I swallowed, changing the subject. “You know, I have a tattoo, too.”
I was blabbing. But I didn’t want him to go. I didn’t want him to roll someone else between his sheets. Didn’t want his hard inked thigh pressing against someone else’s sex. I could have died just thinking of his full lips skimming the jawline of a paying customer.
He smirked. “Show me.”
I turned around, gathering my long hair up into a ponytail. I felt his eyes on my neck. My eyelashes fluttered, my eyes hard on the row of palm trees facing the Morgansen estate through the passenger window. I waited for Bane to react. I felt his fingers brushing my ink. Trailing down, to my spine, further south, to my waist. He clutched my hipbone, and not gently. His mouth pressed against my tattoo, and it was warm and perfect against the roughness of his beard on my skin, just like I’d imagined earlier in the bathroom. A breathy grunt escaped me the moment his lips touched my flesh.
“Saw it before,” he whispered.
“You did?”
He nodded into the curve between my shoulder and neck. “At the beach. A few years ago. Red bikini. Cherry-patterned.”
I remembered that day. What surprised me was that he remembered me. I licked my lips, waiting for him to continue.
“I was going through some shit that got me thinking. On the brink of stopping the whole escort bullshit for a hot second. I thought that quote was aimed at me. I’ve always been a Pushkin fan—well, actually, my mom and wannnabe-stepdad—they were never actually married—liked him. They’re, like, mega-Russian. Anyway, it seemed like a sign. Like the universe was screaming something at me, and I didn’t speak the language. I was gonna hit on you, but then you crawled into this pasty fuck’s arms, and I realized it wasn’t a sign. It was a big fuck-you from God for thinking I could be something else. Or, you know, someone else’s.”

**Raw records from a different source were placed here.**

//! # User Repository
//!
//! Operators who record sales. Accounts and credentials belong to the
//! identity collaborator; this table only gives `sales.user_id` something
//! to reference.

use chrono::Utc;
use sqlx::SqlitePool;
use tracing::debug;

use crate::error::{DbError, DbResult};
use crate::repository::generate_id;
use pdv_core::{NewUser, User, Validate};

const COLUMNS: &str = "id, name, email, created_at";

/// Repository for operator database operations.
#[derive(Debug, Clone)]
pub struct UserRepository {
    pool: SqlitePool,
}

impl UserRepository {
    /// Creates a new UserRepository.
    pub fn new(pool: SqlitePool) -> Self {
        UserRepository { pool }
    }

    /// Inserts a new operator.
    pub async fn insert(&self, input: NewUser) -> DbResult<User> {
        let user = input.into_user(generate_id(), Utc::now());
        user.validate()?;

        debug!(id = %user.id, "Inserting user");

        sqlx::query("INSERT INTO users (id, name, email, created_at) VALUES (?1, ?2, ?3, ?4)")
            .bind(&user.id)
            .bind(&user.name)
            .bind(&user.email)
            .bind(user.created_at)
            .execute(&self.pool)
            .await?;

        Ok(user)
    }

    /// Gets an operator by ID.
    pub async fn get_by_id(&self, id: &str) -> DbResult<Option<User>> {
        let user = sqlx::query_as::<_, User>(&format!("SELECT {COLUMNS} FROM users WHERE id = ?1"))
            .bind(id)
            .fetch_optional(&self.pool)
            .await?;

        Ok(user)
    }

    /// Deletes an operator.
    ///
    /// ## Returns
    /// * `Err(DbError::NotFound)` - No such operator
    /// * `Err(DbError::ForeignKeyViolation)` - Sales still reference the operator
    pub async fn delete(&self, id: &str) -> DbResult<()> {
        debug!(id = %id, "Deleting user");

        let result = sqlx::query("DELETE FROM users WHERE id = ?1")
            .bind(id)
            .execute(&self.pool)
            .await?;

        if result.rows_affected() == 0 {
            return Err(DbError::not_found("User", id));
        }

        Ok(())
    }
}

// =============================================================================
// Unit Tests
// =============================================================================
/// Fillable fields of a customer update.
#[derive(Debug, Clone, Default, PartialEq, Eq, Deserialize)]
#[serde(deny_unknown_fields)]
pub struct CustomerChanges {
    #[serde(default)]
    pub name: Option<String>,
    #[serde(default)]
    pub email: Option<String>,
    #[serde(default, deserialize_with = "double_option")]
    pub phone: Option<Option<String>>,
    #[serde(default)]
    pub tax_id: Option<String>,
    #[serde(default, deserialize_with = "double_option")]
    pub address: Option<Option<String>>,
    #[serde(default, deserialize_with = "double_option")]
    pub city: Option<Option<String>>,
    #[serde(default, deserialize_with = "double_option")]
    pub state: Option<Option<String>>,
    #[serde(default, deserialize_with = "double_option")]
    pub postal_code: Option<Option<String>>,
}

impl Fillable for CustomerChanges {
    const ENTITY: &'static str = "Customer";
}

impl CustomerChanges {
    pub fn apply(self, customer: &mut Customer, now: DateTime<Utc>) {
        if let Some(name) = self.name {
            customer.name = name;
        }
        if let Some(email) = self.email {
            customer.email = email;
        }
        if let Some(phone) = self.phone {
            customer.phone = phone;
        }
        if let Some(tax_id) = self.tax_id {
            customer.tax_id = tax_id;
        }
        if let Some(address) = self.address {
            customer.address = address;
        }
        if let Some(city) = self.city {
            customer.city = city;
        }
        if let Some(state) = self.state {
            customer.state = state;
        }
        if let Some(postal_code) = self.postal_code {
            customer.postal_code = postal_code;
        }
        customer.updated_at = now;
    }
}

// =============================================================================
// Product
// =============================================================================

/// Fillable fields of a new product.
#[derive(Debug, Clone, PartialEq, Eq, Deserialize)]
#[serde(deny_unknown_fields)]
pub struct NewProduct {
    pub name: String,
    #[serde(default)]
    pub description: Option<String>,
    pub price: Money,
    #[serde(default)]
    pub stock: i64,
    #[serde(default)]
    pub category: Option<String>,
    #[serde(default)]
    pub barcode: Option<String>,
    #[serde(default = "default_true")]
    pub active: bool,
}

impl Fillable for NewProduct {
    const ENTITY: &'static str = "Product";
}

impl NewProduct {
    /// An active product with no stock, category, barcode or description.
    pub fn new(name: impl Into<String>, price: Money) -> Self {
        NewProduct {
            name: name.into(),
            description: None,
            price,
            stock: 0,
            category: None,
            barcode: None,
            active: true,
        }
    }

    pub fn into_product(self, id: String, now: DateTime<Utc>) -> Product {
        Product {
            id,
            name: self.name,
            description: self.description,
            price: self.price,
            stock: self.stock,
            category: self.category,
            barcode: self.barcode,
            active: self.active,
            created_at: now,
            updated_at: now,
        }
    }
}

/// Fillable fields of a product update.
#[derive(Debug, Clone, Default, PartialEq, Eq, Deserialize)]
#[serde(deny_unknown_fields)]
pub struct ProductChanges {
    #[serde(default)]
    pub name: Option<String>,
    #[serde(default, deserialize_with = "double_option")]
    pub description: Option<Option<String>>,
    #[serde(default)]
    pub price: Option<Money>,
    #[serde(default)]
    pub stock: Option<i64>,
    #[serde(default, deserialize_with = "double_option")]
    pub category: Option<Option<String>>,
    #[serde(default, deserialize_with = "double_option")]
    pub barcode: Option<Option<String>>,
    #[serde(default)]
    pub active: Option<bool>,
}

impl Fillable for ProductChanges {
    const ENTITY: &'static str = "Product";
}

impl ProductChanges {
    pub fn apply(self, product: &mut Product, now: DateTime<Utc>) {
        if let Some(name) = self.name {
            product.name = name;
        }
        if let Some(description) = self.description {
            product.description = description;
        }
        if let Some(price) = self.price {
            product.price = price;
        }
        if let Some(stock) = self.stock {
            product.stock = stock;
        }
        if let Some(category) = self.category {
            product.category = category;
        }
        if let Some(barcode) = self.barcode {
            product.barcode = barcode;
        }
        if let Some(active) = self.active {
            product.active = active;
        }
        product.updated_at = now;
    }
}

// =============================================================================
// Sale
// =============================================================================

/// Fillable fields of a new sale.
#[derive(Debug, Clone, PartialEq, Eq, Deserialize)]
#[serde(deny_unknown_fields)]
pub struct NewSale {
    pub customer_id: String,
    /// Supplied by the identity collaborator.
    pub user_id: String,
    pub sale_date: NaiveDate,
    pub total: Money,
    #[serde(default)]
    pub discount: Money,
    pub payment_method: PaymentMethod,
    #[serde(default)]
    pub status: SaleStatus,
    #[serde(default)]
    pub notes: Option<String>,
}

impl Fillable for NewSale {
    const ENTITY: &'static str = "Sale";
}

impl NewSale {
    pub fn into_sale(self, id: String, now: DateTime<Utc>) -> Sale {
        Sale {
            id,
            customer_id: self.customer_id,
            user_id: self.user_id,
            sale_date: self.sale_date,
            total: self.total,
            discount: self.discount,
            payment_method: self.payment_method,
            status: self.status,
            notes: self.notes,
            created_at: now,
            updated_at: now,
        }
    }
}

/// Fillable fields of a sale update.
#[derive(Debug, Clone, Default, PartialEq, Eq, Deserialize)]
#[serde(deny_unknown_fields)]
pub struct SaleChanges {
    #[serde(default)]
    pub customer_id: Option<String>,
    #[serde(default)]
    pub user_id: Option<String>,
    #[serde(default)]
    pub sale_date: Option<NaiveDate>,
    #[serde(default)]
    pub total: Option<Money>,
    #[serde(default)]
    pub discount: Option<Money>,
    #[serde(default)]
    pub payment_method: Option<PaymentMethod>,
    #[serde(default)]
    pub status: Option<SaleStatus>,
    #[serde(default, deserialize_with = "double_option")]
    pub notes: Option<Option<String>>,
}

I twisted back to face him, inwardly inviting, praying, begging for him to break his rules and ruin this. Ruin us. Because once his lips were on mine, it was on. We were no longer friends. Or enemies. Or two lonely skies—one empty and starless like me, one full of lights. One hidden by walls, and the other by ink and a beard. We’d just be free to be.
We were looking at each other now. He was inching closer into surrender, and I wanted his defeat.
“You’re poisoned. Sheltered. Yet, you’re no Snow White. Wanna know why?”
“Why?”
“Snow White waited for the prince. You’ll be the one saving yourself in this story.”
I blinked at him, thinking about what my dad used to say, his accent thick, almost as strong as his words.
“You don’t need a prince, princess. You need a sword.”
Bane had my back. He believed in me, and that made me believe in myself. My body was saturated with hope. “You can be my sword,” I said quietly. God. That was pathetic. What if he couldn’t? What if he didn’t want to be?